Search the records below for the string "Returns" and copy each line where it turns up.

##### Data excerpts #####

impl PresenceService {
    /// Creates an empty service using the system clock and the tracing
    /// activity log.
    pub fn new(config: PresenceConfig, verifier: Arc<dyn TokenVerifier>) -> Self {
        Self {
            config,
            verifier,
            clock: Arc::new(SystemClock),
            activity_log: Arc::new(TracingActivityLog),
            registry: ConnectionRegistry::new(),
            activity: ActivityTracker::new(),
            counter: PresenceCounter::new(),
            bus: BroadcastBus::new(),
        }
    }

    pub fn with_clock(mut self, clock: Arc<dyn Clock>) -> Self {
        self.clock = clock;
        self
    }

    pub fn with_activity_log(mut self, activity_log: Arc<dyn ActivityLog>) -> Self {
        self.activity_log = activity_log;
        self
    }

    pub fn config(&self) -> &PresenceConfig {
        &self.config
    }

    // =====================================================================
    // Connection lifecycle
    // =====================================================================

    /// A transport accepted a new connection.
    ///
    /// Starts idle tracking (unauthenticated connections are reaped too),
    /// attaches the outbound queue and sends the current player count.
    pub fn connect(&mut self, connection_id: ConnectionId, sink: OutboundSender) {
        self.activity.touch(connection_id, self.clock.now());
        self.bus.attach(connection_id, sink);
        let _ = self
            .bus
            .send_to(connection_id, ServerEvent::PlayersCount(self.counter.get()));
        tracing::debug!(%connection_id, connections = self.bus.len(), "connection opened");
    }

    /// Verifies `token` and registers the connection under its identity.
    ///
    /// On success any previous connection of the same user is closed and
    /// replaced; the counter only moves if the user was not online yet.
    /// On failure the client gets `auth_error` and may retry.
    pub fn authenticate(
        &mut self,
        connection_id: ConnectionId,
        token: &RawToken,
    ) -> AuthOutcome {
        if !self.activity.refresh(connection_id, self.clock.now()) {
            tracing::debug!(%connection_id, "authenticate from closed connection ignored");
            return AuthOutcome::Stale;
        }

        let verified = if token.is_malformed() {
            Err(AuthError::TokenMalformed)
        } else {
            self.verifier.verify(token)
        };

        // An identity is fixed for the lifetime of its connection.
        let verified = match (verified, self.registry.get(connection_id)) {
            (Ok(identity), Some(current)) if current.user_id != identity.user_id => {
                Err(AuthError::AlreadyAuthenticated)
            }
            (verified, _) => verified,
        };

        let identity = match verified {
            Ok(identity) => identity,
            Err(err) => {
                tracing::info!(%connection_id, error = %err, "authentication rejected");
                let _ = self.bus.send_to(
                    connection_id,
                    ServerEvent::AuthError {
                        message: err.to_string(),
                    },
                );
                return AuthOutcome::Rejected(err);
            }
        };

        // Re-authenticating as the same user keeps the registered identity.
        if let Some(current) = self.registry.get(connection_id).cloned() {
            let _ = self.bus.send_to(
                connection_id,
                ServerEvent::AuthSuccess {
                    username: current.username.clone(),
                },
            );
            return AuthOutcome::Accepted {
                identity: current,
                evicted: None,
            };
        }

        let evicted = self.registry.register(connection_id, identity.clone());
        let timestamp = self.clock.wall();

        let _ = self.bus.send_to(
            connection_id,
            ServerEvent::AuthSuccess {
                username: identity.username.clone(),
            },
        );

        match evicted {
            Some(old) => {
                // Same user, new connection: the count does not change.
                self.activity.remove(old);
                self.bus.close(old, CloseReason::Superseded);
                tracing::info!(
                    user_id = %identity.user_id,
                    evicted = %old,
                    %connection_id,
                    "session superseded"
                );
                self.record(
                    ActivityKind::Evicted,
                    format!("{} reconnected, previous session closed", identity.username),
                    Some(&identity),
                    Some(old),
                );
            }
            None => {
                self.counter.increment();
                tracing::info!(
                    user_id = %identity.user_id,
                    %connection_id,
                    online = self.counter.get(),
                    "player authenticated"
                );
                self.bus.broadcast(&ServerEvent::LoginNotification(PresenceNotice {
                    username: identity.username.clone(),
                    timestamp,
                }));
                self.record(
                    ActivityKind::Login,
                    format!("{} logged in", identity.username),
                    Some(&identity),
                    Some(connection_id),
                );
            }
        }

        self.broadcast_count();
        self.debug_check();

        AuthOutcome::Accepted { identity, evicted }
    }

    /// Refreshes last-seen for a connection. Returns `false` if the
    /// connection is no longer tracked.
    pub fn touch(&mut self, connection_id: ConnectionId) -> bool {
        self.activity.refresh(connection_id, self.clock.now())
    }

    /// Latency probe: refresh last-seen and echo the client's time.
    pub fn ping(&mut self, connection_id: ConnectionId, client_time: u64) {
        if self.touch(connection_id) {
            let _ = self.bus.send_to(connection_id, ServerEvent::Pong(client_time));
        }
    }

    /// A client shared a feed item. Only authenticated clients are heard.
    pub fn activity(&mut self, connection_id: ConnectionId, item: ActivityItem) {
        if !self.touch(connection_id) {
            return;
        }
        let Some(identity) = self.registry.get(connection_id).cloned() else {
            self.reject_unauthenticated(connection_id);
            return;
        };

        let timestamp = self.clock.wall();
        self.bus.broadcast(&ServerEvent::Activity(ActivityFeedItem {
            message: item.message.clone(),
            kind: item.kind.clone(),
            timestamp,
        }));
        self.record(
            ActivityKind::Feed(item.kind),
            item.message,
            Some(&identity),
            Some(connection_id),
        );
    }

    /// A client sent a chat line. Only authenticated clients are heard.
    pub fn chat(&mut self, connection_id: ConnectionId, draft: ChatDraft) {
        if !self.touch(connection_id) {
            return;
        }
        let Some(identity) = self.registry.get(connection_id) else {
            self.reject_unauthenticated(connection_id);
            return;
        };

        let line = ChatLine {
            username: identity.username.clone(),
            message: draft.message,
            timestamp: self.clock.wall(),
        };
        self.bus.broadcast(&ServerEvent::ChatMessage(line));
    }

    /// The connection is gone (client left, network dropped, handler
    /// ended). Idempotent: a second call for the same id does nothing.
    ///
    /// Returns the identity that was registered on it, if any.
    pub fn disconnect(&mut self, connection_id: ConnectionId) -> Option<Identity> {
        self.bus.detach(connection_id);
        let identity = self.teardown(connection_id);
        tracing::debug!(%connection_id, connections = self.bus.len(), "connection closed");
        identity
    }

    // =====================================================================
    // Forced teardown
    // =====================================================================

    /// Closes every connection that has been idle for longer than the
    /// configured threshold. Returns the closed connection ids.
    pub fn sweep(&mut self) -> Vec<ConnectionId> {
        let idle = self
            .activity
            .idle(self.clock.now(), self.config.idle_threshold);

        for &connection_id in &idle {
            self.bus.close(connection_id, CloseReason::Idle);
            let identity = self.teardown(connection_id);
            let who = identity
                .as_ref()
                .map_or_else(|| connection_id.to_string(), |i| i.username.clone());
            tracing::info!(%connection_id, %who, "idle connection reaped");
            self.record(
                ActivityKind::IdleReaped,
                format!("{who} disconnected for inactivity"),
                identity.as_ref(),
                Some(connection_id),
            );
        }

        if !idle.is_empty() {
            self.debug_check();
        }
        idle
    }

    /// Closes every open connection and resets all presence state.
    ///
    /// Everyone first receives one `mass_disconnect` event and the final
    /// `players_count` of zero, then a close. Returns how many connections
    /// were closed.
    pub fn mass_disconnect(&mut self) -> usize {
        let timestamp = self.clock.wall();
        let previously_online = self.counter.get();

        self.registry.clear();
        self.activity.clear();
        self.counter.reset();

        self.bus.broadcast(&ServerEvent::MassDisconnect(MassDisconnectNotice {
            message: "All sessions have been disconnected by an administrator".into(),
            timestamp,
        }));
        self.broadcast_count();

        let closed = self.close_all(CloseReason::MassDisconnect);

        tracing::info!(closed, previously_online, "mass disconnect");
        self.record(
            ActivityKind::MassDisconnect,
            format!("administrator disconnected {closed} connections"),
            None,
            None,
        );
        self.debug_check();
        closed
    }

    /// Operator broadcast to every open connection.
    pub fn system_message(&mut self, message: String, kind: SystemMessageKind) -> usize {
        let delivered = self.bus.broadcast(&ServerEvent::SystemMessage(SystemNotice {
            message: message.clone(),
            kind,
        }));
        self.record(ActivityKind::System, message, None, None);
        delivered
    }

    /// Closes everything and clears all state without any broadcast.
    /// Returns how many connections were closed.
    pub fn shutdown(&mut self) -> usize {
        self.registry.clear();
        self.activity.clear();
        self.counter.reset();
        let closed = self.close_all(CloseReason::Shutdown);
        tracing::info!(closed, "presence service shut down");
        closed
    }

    // =====================================================================
    // Queries
    // =====================================================================

    pub fn players_count(&self) -> u64 {
        self.counter.get()
    }

    /// Identities online right now, sorted by user id.
    pub fn online_players(&self) -> Vec<Identity> {
        self.registry.identities()
    }

    pub fn identity_of(&self, connection_id: ConnectionId) -> Option<&Identity> {
        self.registry.get(connection_id)
    }

    pub fn registry(&self) -> &ConnectionRegistry {
        &self.registry
    }

    pub fn activity_tracker(&self) -> &ActivityTracker<ConnectionId> {
        &self.activity
    }

    /// Open connections, authenticated or not.
    pub fn connection_count(&self) -> usize {
        self.bus.len()
    }

    /// Checks `counter == |registry| == |distinct users|` and that the
    /// registry's user index agrees with its entries.
    pub fn check_invariants(&self) -> Result<(), PresenceError> {
        self.registry.check_consistency()?;
        let entries = self.registry.len() as u64;
        if self.counter.get() != entries {
            return Err(PresenceError::RegistryInvariantViolation(format!(
                "counter is {} but registry holds {entries} entries",
                self.counter.get()
            )));
        }
        Ok(())
    }

    // =====================================================================
    // Internals
    // =====================================================================

    /// Drops registry and activity bookkeeping for one connection.
    ///
    /// If an identity was registered, the counter goes down and everyone
    /// is told about the logout and the new count.
    fn teardown(&mut self, connection_id: ConnectionId) -> Option<Identity> {
        self.activity.remove(connection_id);
        let identity = self.registry.unregister(connection_id)?;
        self.counter.decrement();

        tracing::info!(
            user_id = %identity.user_id,
            %connection_id,
            online = self.counter.get(),
            "player logged out"
        );
        self.bus.broadcast(&ServerEvent::LogoutNotification(PresenceNotice {
            username: identity.username.clone(),
            timestamp: self.clock.wall(),
        }));
        self.record(
            ActivityKind::Logout,
            format!("{} logged out", identity.username),
            Some(&identity),
            Some(connection_id),
        );
        self.broadcast_count();
        self.debug_check();
        Some(identity)
    }

    fn close_all(&mut self, reason: CloseReason) -> usize {
        let ids = self.bus.connection_ids();
        for &connection_id in &ids {
            self.bus.close(connection_id, reason);
        }
        ids.len()
    }

    fn broadcast_count(&self) {
        self.bus.broadcast(&ServerEvent::PlayersCount(self.counter.get()));
    }

    fn reject_unauthenticated(&self, connection_id: ConnectionId) {
        let _ = self.bus.send_to(
            connection_id,
            ServerEvent::Error {
                message: "not authenticated".into(),
            },
        );
    }

    fn record(
        &self,
        kind: ActivityKind,
        message: String,
        identity: Option<&Identity>,
        connection_id: Option<ConnectionId>,
    ) {
        self.activity_log.record(ActivityRecord {
            kind,
            message,
            user_id: identity.map(|i| i.user_id),
            connection_id,
            timestamp: self.clock.wall(),
        });
    }

    fn debug_check(&self) {
        debug_assert!(
            self.check_invariants().is_ok(),
            "{:?}",
            self.check_invariants()
        );
    }
}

#####

→ **Answer box**:
    /// Refreshes last-seen for a connection. Returns `false` if the
    /// Returns the identity that was registered on it, if any.
    /// configured threshold. Returns the closed connection ids.
    /// `players_count` of zero, then a close. Returns how many connections
    /// Returns how many connections were closed.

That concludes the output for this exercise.